Entries provided:
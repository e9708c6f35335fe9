pub mod host_config;
pub mod plugin_descriptor;

pub use host_config::*;
pub use plugin_descriptor::*;
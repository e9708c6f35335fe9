use std::{
    collections::HashMap,
    sync::{Arc, PoisonError, RwLock},
    time::Duration,
};

use chrono::{DateTime, Utc};
use crossbar_protocol::{RenderModel, Status};
use crossbar_shared_util::PluginId;
use serde::{Deserialize, Serialize};

use crate::{
    config::PartialOutputPolicy,
    sandbox::ExecutionResult,
    util::{format_duration_short, truncate_chars},
};

const MAX_FAILURE_MESSAGE_CHARS: usize = 200;

#[derive(Debug, Clone, Copy, PartialEq, Eq, Hash, Serialize, Deserialize, strum::Display)]
#[serde(rename_all = "snake_case")]
#[strum(serialize_all = "snake_case")]
pub enum FailureKind {
    Spawn,
    Timeout,
    ExitCode,
    Parse,
}

/// Why the latest run of a plugin did not produce a usable result.
#[derive(Debug, Clone, PartialEq, Eq, Serialize, Deserialize, derive_more::Display)]
#[display("{kind}: {message}")]
pub struct FailureReason {
    pub kind: FailureKind,
    pub message: String,
}

impl FailureReason {
    pub fn new(kind: FailureKind, message: impl Into<String>) -> Self {
        FailureReason { kind, message: truncate_chars(&message.into(), MAX_FAILURE_MESSAGE_CHARS) }
    }

    /// Classify a finished run. Returns `None` for a successful run.
    pub fn from_execution(result: &ExecutionResult) -> Option<Self> {
        if result.timed_out {
            Some(FailureReason::new(FailureKind::Timeout, format!("Timed out after {}", format_duration_short(result.duration))))
        } else if result.spawn_failed() {
            let message = result.stderr_summary().unwrap_or_else(|| "Failed to start".to_string());
            Some(FailureReason::new(FailureKind::Spawn, message))
        } else if result.exit_code != 0 {
            let message = match result.stderr_summary() {
                Some(stderr) => format!("Exited with code {}: {}", result.exit_code, stderr),
                None => format!("Exited with code {}", result.exit_code),
            };
            Some(FailureReason::new(FailureKind::ExitCode, message))
        } else {
            None
        }
    }

    /// Short text shown in place of a title when a plugin never produced a good result.
    pub fn placeholder(&self) -> &'static str {
        match self.kind {
            FailureKind::Timeout => "Timed out",
            FailureKind::Parse => "Parse Error",
            FailureKind::Spawn | FailureKind::ExitCode => "Failed",
        }
    }
}

/// Result of feeding one [`ExecutionResult`] into the cache.
#[derive(Debug, Clone, Copy, PartialEq, Eq, Serialize, Deserialize, strum::Display)]
#[serde(rename_all = "snake_case")]
#[strum(serialize_all = "snake_case")]
pub enum RunOutcome {
    Success,
    /// The run failed, but its output was kept.
    Degraded,
    Failed,
}

/// What is known about a plugin: its last good output and how its latest runs went.
#[derive(Debug, Clone, PartialEq, Eq, Serialize, Deserialize)]
pub struct CacheEntry {
    /// The last good output. `None` until the plugin succeeded once.
    pub model: Option<RenderModel>,
    pub status: Status,
    pub interval: Duration,
    pub last_success: Option<DateTime<Utc>>,
    pub last_attempt: Option<DateTime<Utc>>,
    pub failure: Option<FailureReason>,
    pub consecutive_failures: u32,
}

impl CacheEntry {
    fn new(interval: Duration) -> Self {
        CacheEntry {
            model: None,
            status: Status::Fresh,
            interval,
            last_success: None,
            last_attempt: None,
            failure: None,
            consecutive_failures: 0,
        }
    }

    /// Whether the plugin has not finished a single run yet.
    pub fn is_pending(&self) -> bool {
        self.last_attempt.is_none()
    }

    /// The status as seen at `now`. A good result that has not been renewed for more than two intervals
    /// is stale. This happens while a run hangs or its ticks keep getting dropped.
    fn aged(mut self, now: DateTime<Utc>) -> Self {
        if self.status != Status::Fresh {
            return self;
        }
        let outdated = self
            .last_success
            .and_then(|last_success| (now - last_success).to_std().ok())
            .is_some_and(|age| age > self.interval * 2);
        if outdated {
            self.status = Status::Stale;
            if let Some(model) = self.model.as_mut() {
                model.status = Status::Stale;
            }
        }
        self
    }
}

/// The entries of a cache at one point in time, in display order.
#[derive(Debug, Clone, Default, PartialEq, Eq, Serialize, Deserialize)]
pub struct CacheSnapshot {
    pub entries: Vec<(PluginId, CacheEntry)>,
}

impl CacheSnapshot {
    pub fn get(&self, id: &PluginId) -> Option<&CacheEntry> {
        self.entries.iter().find(|(entry_id, _)| entry_id == id).map(|(_, entry)| entry)
    }
}

/// Last known result of every plugin.
///
/// Cloning gives another handle to the same cache. Any number of readers can access it at once.
#[derive(Debug, Clone, Default)]
pub struct ResultCache {
    entries: Arc<RwLock<HashMap<PluginId, CacheEntry>>>,
}

impl ResultCache {
    pub fn new() -> Self {
        Self::default()
    }

    /// Make the cache aware of a plugin before its first run. Existing entries are kept.
    pub fn register(&self, id: &PluginId, interval: Duration) {
        let mut entries = self.entries.write().unwrap_or_else(PoisonError::into_inner);
        entries.entry(id.clone()).or_insert_with(|| CacheEntry::new(interval)).interval = interval;
    }

    pub fn get(&self, id: &PluginId) -> Option<CacheEntry> {
        self.get_at(id, Utc::now())
    }

    fn get_at(&self, id: &PluginId, now: DateTime<Utc>) -> Option<CacheEntry> {
        self.entries.read().unwrap_or_else(PoisonError::into_inner).get(id).map(|entry| entry.clone().aged(now))
    }

    pub fn contains(&self, id: &PluginId) -> bool {
        self.entries.read().unwrap_or_else(PoisonError::into_inner).contains_key(id)
    }

    /// Store a good result.
    pub fn put(&self, id: &PluginId, model: RenderModel) {
        self.update(id, |entry| {
            let now = Utc::now();
            entry.model = Some(RenderModel { status: Status::Fresh, ..model });
            entry.status = Status::Fresh;
            entry.last_success = Some(now);
            entry.last_attempt = Some(now);
            entry.failure = None;
            entry.consecutive_failures = 0;
        });
    }

    /// Store output of a failed run that is still worth showing, while remembering the failure.
    pub fn put_degraded(&self, id: &PluginId, model: RenderModel, reason: FailureReason) {
        self.update(id, |entry| {
            let now = Utc::now();
            entry.model = Some(RenderModel { status: Status::Fresh, ..model });
            entry.status = Status::Fresh;
            entry.last_success = Some(now);
            entry.last_attempt = Some(now);
            entry.failure = Some(reason);
            entry.consecutive_failures += 1;
        });
    }

    /// Record a failed run. The last good output stays in place.
    pub fn mark_failed(&self, id: &PluginId, reason: FailureReason) {
        self.mark_failed_at(id, reason, Utc::now());
    }

    pub fn mark_failed_at(&self, id: &PluginId, reason: FailureReason, now: DateTime<Utc>) {
        log::debug!("Plugin {} failed: {}", id, reason);
        self.update(id, |entry| {
            entry.status = Status::Failed;
            if let Some(model) = entry.model.as_mut() {
                model.status = Status::Failed;
            }
            entry.last_attempt = Some(now);
            entry.failure = Some(reason);
            entry.consecutive_failures += 1;
        });
    }

    /// Parse the output of a finished run and store the result according to the partial output policy.
    pub fn record(&self, result: &ExecutionResult, policy: PartialOutputPolicy) -> RunOutcome {
        let id = &result.plugin;
        match FailureReason::from_execution(result) {
            None => match crossbar_protocol::parse(&result.stdout) {
                Ok(model) => {
                    self.put(id, model);
                    RunOutcome::Success
                }
                Err(err) => {
                    self.mark_failed(id, FailureReason::new(FailureKind::Parse, err.to_string()));
                    RunOutcome::Failed
                }
            },
            Some(reason) if reason.kind == FailureKind::ExitCode && policy == PartialOutputPolicy::Keep => {
                match crossbar_protocol::parse(&result.stdout) {
                    Ok(model) if !result.stdout.is_empty() => {
                        self.put_degraded(id, model, reason);
                        RunOutcome::Degraded
                    }
                    _ => {
                        self.mark_failed(id, reason);
                        RunOutcome::Failed
                    }
                }
            }
            Some(reason) => {
                self.mark_failed(id, reason);
                RunOutcome::Failed
            }
        }
    }

    /// Copy the entries of the given plugins, in the given order. Unknown plugins are left out.
    pub fn snapshot(&self, order: &[PluginId]) -> CacheSnapshot {
        self.snapshot_at(order, Utc::now())
    }

    fn snapshot_at(&self, order: &[PluginId], now: DateTime<Utc>) -> CacheSnapshot {
        let entries = self.entries.read().unwrap_or_else(PoisonError::into_inner);
        CacheSnapshot {
            entries: order.iter().filter_map(|id| Some((id.clone(), entries.get(id)?.clone().aged(now)))).collect(),
        }
    }

    /// Forget about all plugins that are not in `ids`.
    pub fn retain(&self, ids: &[PluginId]) {
        self.entries.write().unwrap_or_else(PoisonError::into_inner).retain(|id, _| ids.contains(id));
    }

    fn update(&self, id: &PluginId, f: impl FnOnce(&mut CacheEntry)) {
        let mut entries = self.entries.write().unwrap_or_else(PoisonError::into_inner);
        let entry = entries.entry(id.clone()).or_insert_with(|| CacheEntry::new(crossbar_protocol::filename::DEFAULT_INTERVAL));
        f(entry);
    }
}
use thiserror::Error;

#[derive(Debug, Error, Clone, PartialEq, Eq)]
pub enum ParseError {
    #[error("Plugin output is not valid UTF-8 (invalid byte sequence after {valid_up_to} bytes)")]
    InvalidUtf8 { valid_up_to: usize },
}

#[derive(Debug, Error, Clone, PartialEq, Eq)]
pub enum IntervalError {
    #[error("Missing interval segment")]
    Missing,

    #[error("Invalid interval '{0}'. Expected a positive number followed by one of s, m or h")]
    Malformed(String),

    #[error("Interval '{0}' must be greater than zero")]
    Zero(String),
}

static_assertions::assert_impl_all!(ParseError: Send, Sync);
static_assertions::assert_impl_all!(IntervalError: Send, Sync);
pub mod wrappers;

pub use wrappers::*;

Directions for this task: Out of the preceding entries, pull each line that contains the word "HashMap".

Response to this task:
    collections::HashMap,
    entries: Arc<RwLock<HashMap<PluginId, CacheEntry>>>,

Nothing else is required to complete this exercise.